Griefbot e intelligenze artificiali.
[ZEUS News - www.zeusnews.it - 21-07-2023]
La visionaria serie televisiva distopica Black Mirror ha ormai una lunga tradizione di previsioni tecnologiche che qualche anno dopo si avverano. Dieci anni fa, nella puntata Be Right Back (Torna da me nella versione italiana), aveva immaginato un servizio online che raccoglieva tutte le informazioni pubblicate sui social network da una persona defunta e tutti i suoi messaggi vocali e video e li usava per creare un avatar che, sullo schermo dello smartphone, parlava esattamente come quella persona e aveva il suo stesso aspetto.
Con l'arrivo di ChatGPT e delle altre tecnologie di intelligenza artificiale, quest'idea è diventata fattibile, e ha un nome tecnico, griefbot, che combina il termine inglese "grief" (cioè "lutto"), con "bot", vale a dire "programma o agente automatico".
Già alcuni anni fa erano stati realizzati in Russia, Canada, Stati Uniti e Cina dei griefbot elementari, capaci di scrivere messaggi e di chattare online imitando più o meno lo stile e, in alcuni casi, anche la voce di una persona defunta, e proprio un anno fa in questi giorni Amazon proponeva di dare al suo assistente vocale Alexa la voce di un familiare deceduto.
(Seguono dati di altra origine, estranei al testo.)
//! # Frozen Frequency-Ranked Vocabulary

use crate::alloc::vec::Vec;
use crate::errors::{RVResult, RankVocabError};
use crate::replace::ReplacementTable;
use crate::types::{CountType, LooseId, RVHashMap, RVHashSet, diag_i64, hash_map_with_capacity};
use crate::vocab::count_filter::{CountFilterOptions, frequent_cutoff, rare_cutoff};

/// An immutable frequency-ranked vocabulary.
///
/// Produced exactly once, by
/// [`VocabCounter::finalize`](crate::vocab::VocabCounter::finalize); the
/// ranking and mapping tables never change afterwards. Every query is a pure
/// function of the frozen state, so a `FrozenVocab` may be shared freely
/// across reader threads (`Send + Sync`); the ownership handoff out of
/// finalize is the complete-before-readers ordering point.
///
/// Tables, all aligned by rank:
/// * `keys_loose[rank]` - the loose id at that frequency rank.
/// * `keys_compact[rank] == rank` - compact ids are ranks.
/// * `keys_counts[rank]` - the occurrence count; non-increasing.
#[derive(Debug, Clone)]
pub struct FrozenVocab<L = i64, C = u64>
where
    L: LooseId,
    C: CountType,
{
    /// The out-of-vocabulary sentinel id.
    oov_id: L,

    /// Loose ids in rank order; doubles as the compact -> loose table.
    keys_loose: Vec<L>,

    /// Compact ids in rank order: ``0, 1, .., n-1``.
    keys_compact: Vec<L>,

    /// Counts in rank order; non-increasing.
    keys_counts: Vec<C>,

    /// The loose -> compact mapping.
    loose_to_compact: RVHashMap<L, L>,
}

impl<L: LooseId, C: CountType> FrozenVocab<L, C> {
    /// Build from a `(loose id, count)` ranking, already sorted by count
    /// descending with ties broken by ascending loose id.
    pub(crate) fn from_ranking(
        oov_id: L,
        ranking: Vec<(L, C)>,
    ) -> RVResult<Self> {
        let size = ranking.len();

        let mut keys_loose = Vec::with_capacity(size);
        let mut keys_compact = Vec::with_capacity(size);
        let mut keys_counts = Vec::with_capacity(size);
        let mut loose_to_compact = hash_map_with_capacity(size);

        for (rank, (id, count)) in ranking.into_iter().enumerate() {
            let compact = L::from_usize(rank)
                .ok_or(RankVocabError::VocabSizeOverflow { size })?;

            keys_loose.push(id);
            keys_compact.push(compact);
            keys_counts.push(count);
            loose_to_compact.insert(id, compact);
        }

        Ok(Self {
            oov_id,
            keys_loose,
            keys_compact,
            keys_counts,
            loose_to_compact,
        })
    }

    /// The out-of-vocabulary sentinel id.
    pub fn oov_id(&self) -> L {
        self.oov_id
    }

    /// The number of ids in the vocabulary.
    pub fn len(&self) -> usize {
        self.keys_loose.len()
    }

    /// True if the vocabulary is empty.
    pub fn is_empty(&self) -> bool {
        self.keys_loose.is_empty()
    }

    /// Loose ids in rank order; index by rank for the compact -> loose map.
    pub fn keys_loose(&self) -> &[L] {
        &self.keys_loose
    }

    /// Compact ids in rank order: ``0, 1, .., n-1``.
    pub fn keys_compact(&self) -> &[L] {
        &self.keys_compact
    }

    /// Counts in rank order; non-increasing.
    pub fn keys_counts(&self) -> &[C] {
        &self.keys_counts
    }

    /// The compact id for a loose id, or None if out-of-vocabulary.
    pub fn compact_of(
        &self,
        loose: L,
    ) -> Option<L> {
        self.loose_to_compact.get(&loose).copied()
    }

    /// The loose id for a compact id, or None if out of range.
    pub fn loose_of(
        &self,
        compact: L,
    ) -> Option<L> {
        compact
            .to_usize()
            .and_then(|rank| self.keys_loose.get(rank))
            .copied()
    }

    /// The occurrence count at a frequency rank, or None if out of range.
    pub fn count_of_rank(
        &self,
        rank: usize,
    ) -> Option<C> {
        self.keys_counts.get(rank).copied()
    }

    /// Remap a loose array into the compact id space.
    ///
    /// Length-preserving: each known loose id becomes its frequency rank;
    /// each unknown id becomes the OOV sentinel.
    ///
    /// Internally this extends the ``loose -> compact`` table with one
    /// synthetic ``unknown -> sentinel`` pair per distinct unknown input
    /// value, then runs the batched replacement.
    #[cfg_attr(feature = "tracing", tracing::instrument(skip(self, loose)))]
    pub fn to_compact(
        &self,
        loose: &[L],
    ) -> RVResult<Vec<L>> {
        let mut keys = self.keys_loose.clone();
        let mut values = self.keys_compact.clone();

        let mut unknown: RVHashSet<L> = Default::default();
        for &id in loose {
            if !self.loose_to_compact.contains_key(&id) && unknown.insert(id) {
                keys.push(id);
                values.push(self.oov_id);
            }
        }

        // The extended table covers the input by construction.
        ReplacementTable::try_new(keys, values)?.replace(loose)
    }

    /// Remap a compact array back into the loose id space.
    ///
    /// Every value must be a known compact id (``0 <= v < n``) or the OOV
    /// sentinel; sentinels round-trip unchanged. A compact array should
    /// never contain ids the vocabulary did not produce, so anything else
    /// is a [`RankVocabError::CompactOutOfRange`] error.
    #[cfg_attr(feature = "tracing", tracing::instrument(skip(self, compact)))]
    pub fn to_loose(
        &self,
        compact: &[L],
    ) -> RVResult<Vec<L>> {
        self.check_compact_array(compact)?;

        let mut keys = self.keys_compact.clone();
        let mut values = self.keys_loose.clone();
        keys.push(self.oov_id);
        values.push(self.oov_id);

        ReplacementTable::try_new(keys, values)?.replace(compact)
    }

    /// Count-band filter a compact array.
    ///
    /// Ranks whose count fell below `min_count` are replaced with
    /// `min_replacement`; ranks whose count stayed at or above `max_count`
    /// are replaced with `max_replacement`. A zero threshold disables that
    /// side, and a threshold the counts never drop below replaces nothing.
    /// Sentinels pass through unchanged.
    ///
    /// Returns a new array; the input is not mutated.
    #[cfg_attr(feature = "tracing", tracing::instrument(skip(self, compact)))]
    pub fn filter(
        &self,
        compact: &[L],
        options: &CountFilterOptions<L, C>,
    ) -> RVResult<Vec<L>> {
        self.check_compact_array(compact)?;

        let min_cut = rare_cutoff(&self.keys_counts, options.min_count);
        let max_cut = frequent_cutoff(&self.keys_counts, options.max_count);

        let mut keys = self.keys_compact.clone();
        let mut values: Vec<L> = self
            .keys_compact
            .iter()
            .enumerate()
            .map(|(rank, &id)| {
                if rank < max_cut {
                    options.max_replacement
                } else if rank >= min_cut {
                    options.min_replacement
                } else {
                    id
                }
            })
            .collect();
        keys.push(self.oov_id);
        values.push(self.oov_id);

        ReplacementTable::try_new(keys, values)?.replace(compact)
    }

    /// Check that every value is a known compact id or the OOV sentinel.
    fn check_compact_array(
        &self,
        compact: &[L],
    ) -> RVResult<()> {
        let len = self.len();
        for &v in compact {
            if v == self.oov_id {
                continue;
            }
            let in_range = v >= L::zero() && v.to_usize().is_some_and(|rank| rank < len);
            if !in_range {
                return Err(RankVocabError::CompactOutOfRange {
                    value: diag_i64(v),
                    len,
                });
            }
        }
        Ok(())
    }
}
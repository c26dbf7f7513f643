//! # Common Types and Traits
use core::{
    fmt::{Debug, Display},
    hash::Hash,
    ops::AddAssign,
};

use num_traits::{FromPrimitive, PrimInt, Signed, ToPrimitive, Unsigned};

/// A type that can be used as a loose (or compact) token identifier.
///
/// These are constrained to be signed primitive integers; the out-of-vocab
/// sentinel is a negative value, disjoint from all compact ids (which are
/// always >= 0).
pub trait LooseId:
    'static
    + PrimInt
    + Signed
    + FromPrimitive
    + ToPrimitive
    + Hash
    + Default
    + Debug
    + Display
    + Send
    + Sync
{
}

impl<T> LooseId for T where
    T: 'static
        + PrimInt
        + Signed
        + FromPrimitive
        + ToPrimitive
        + Hash
        + Default
        + Debug
        + Display
        + Send
        + Sync
{
}

/// A type that can be used as an occurrence count.
pub trait CountType:
    'static
    + PrimInt
    + Unsigned
    + FromPrimitive
    + ToPrimitive
    + Hash
    + Default
    + Debug
    + Display
    + Send
    + Sync
    + AddAssign
{
}

impl<T> CountType for T where
    T: 'static
        + PrimInt
        + Unsigned
        + FromPrimitive
        + ToPrimitive
        + Hash
        + Default
        + Debug
        + Display
        + Send
        + Sync
        + AddAssign
{
}

/// Saturating `i64` view of an identifier, for error diagnostics.
pub(crate) fn diag_i64<T: ToPrimitive>(v: T) -> i64 {
    v.to_i64().unwrap_or(i64::MAX)
}

/// Static check that a type is `Send`.
pub fn check_is_send<S: Send>(_: &S) {}

/// Static check that a type is `Sync`.
pub fn check_is_sync<S: Sync>(_: &S) {}

cfg_if::cfg_if! {
    if #[cfg(feature = "ahash")] {
        /// Type Alias for hash maps in this crate.
        pub type RVHashMap<K, V> = ahash::AHashMap<K, V>;

        /// Type Alias for hash sets in this crate.
        pub type RVHashSet<V> = ahash::AHashSet<V>;

        /// Create a new hash map with the given capacity.
        pub fn hash_map_with_capacity<K, V>(capacity: usize) -> RVHashMap<K, V> {
            RVHashMap::with_capacity(capacity)
        }

        /// Create a new hash set with the given capacity.
        pub fn hash_set_with_capacity<V>(capacity: usize) -> RVHashSet<V> {
            RVHashSet::with_capacity(capacity)
        }

    } else if #[cfg(feature = "foldhash")] {
        /// Type Alias for hash maps in this crate.
        pub type RVHashMap<K, V> = foldhash::HashMap<K, V>;

        /// Type Alias for hash sets in this crate.
        pub type RVHashSet<V> = foldhash::HashSet<V>;

        /// Create a new hash map with the given capacity.
        pub fn hash_map_with_capacity<K, V>(capacity: usize) -> RVHashMap<K, V> {
            foldhash::HashMapExt::with_capacity(capacity)
        }

        /// Create a new hash set with the given capacity.
        pub fn hash_set_with_capacity<V>(capacity: usize) -> RVHashSet<V> {
            foldhash::HashSetExt::with_capacity(capacity)
        }

    } else if #[cfg(feature = "std")] {
        /// Type Alias for hash maps in this crate.
        pub type RVHashMap<K, V> = std::collections::HashMap<K, V>;

        /// Type Alias for hash sets in this crate.
        pub type RVHashSet<V> = std::collections::HashSet<V>;

        /// Create a new hash map with the given capacity.
        pub fn hash_map_with_capacity<K, V>(capacity: usize) -> RVHashMap<K, V> {
            RVHashMap::with_capacity(capacity)
        }

        /// Create a new hash set with the given capacity.
        pub fn hash_set_with_capacity<V>(capacity: usize) -> RVHashSet<V> {
            RVHashSet::with_capacity(capacity)
        }

    } else if #[cfg(feature = "no_std")] {
        /// Type Alias for hash maps in this crate.
        pub type RVHashMap<K, V> = hashbrown::HashMap<K, V>;

        /// Type Alias for hash sets in this crate.
        pub type RVHashSet<V> = hashbrown::HashSet<V>;

        /// Create a new hash map with the given capacity.
        pub fn hash_map_with_capacity<K, V>(capacity: usize) -> RVHashMap<K, V> {
            RVHashMap::with_capacity(capacity)
        }

        /// Create a new hash set with the given capacity.
        pub fn hash_set_with_capacity<V>(capacity: usize) -> RVHashSet<V> {
            RVHashSet::with_capacity(capacity)
        }

    } else {
        /// This error exists to give users more direct feedback
        /// on the feature configuration over the other compilation
        /// errors they would encounter from lacking the types.
        compile_error!("not(\"std\") requires \"no_std\" feature");
    }
}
Ma questi griefbot erano abbastanza limitati come fedeltà delle loro conversazioni e non erano in grado di mostrare interazioni video.
Ora, però, l'azienda coreana Deepbrain AI, che produce assistenti virtuali e conduttori sintetici per telegiornali, offre anche queste interazioni su schermo, tramite Re;memory, un servizio che permette alle persone di dialogare anche in video con chi non c'è più.
A differenza dei griefbot realizzati fin qui, che si basano sui dati lasciati dalla persona deceduta, Re;memory si appoggia a suoni, immagini e dati forniti appositamente e preventivamente. Chi vuole lasciare ai posteri un proprio avatar interattivo deve farsi videoregistrare per circa sette ore, durante le quali avviene un colloquio dettagliato, il cui contenuto viene poi usato per fornire a un'intelligenza artificiale una serie di campioni audio e video e di informazioni personali sulle quali basare l'avatar che replicherà l'aspetto fisico e la voce della persona.
I familiari potranno incontrare l'avatar, e interagirvi in vere e proprie conversazioni, recandosi in apposite sedi, dove vedranno l'immagine della persona su un grande schermo, a grandezza naturale, seduta comodamente in poltrona, che parla e si muove in risposta alle loro parole.
Nel video promozionale del servizio, che costa circa 10.000 dollari e si paga anche ogni volta che lo si usa, si vede che l'avatar dialoga per esempio con la figlia di un defunto, rispondendo a senso alle sue parole e creando in lei una forte commozione anche se il tono dell'avatar è poco dinamico e molto pacato, perché il software si basa solo sui campioni registrati in queste sedute apposite, che comprensibilmente non sono ricolme di entusiasmo.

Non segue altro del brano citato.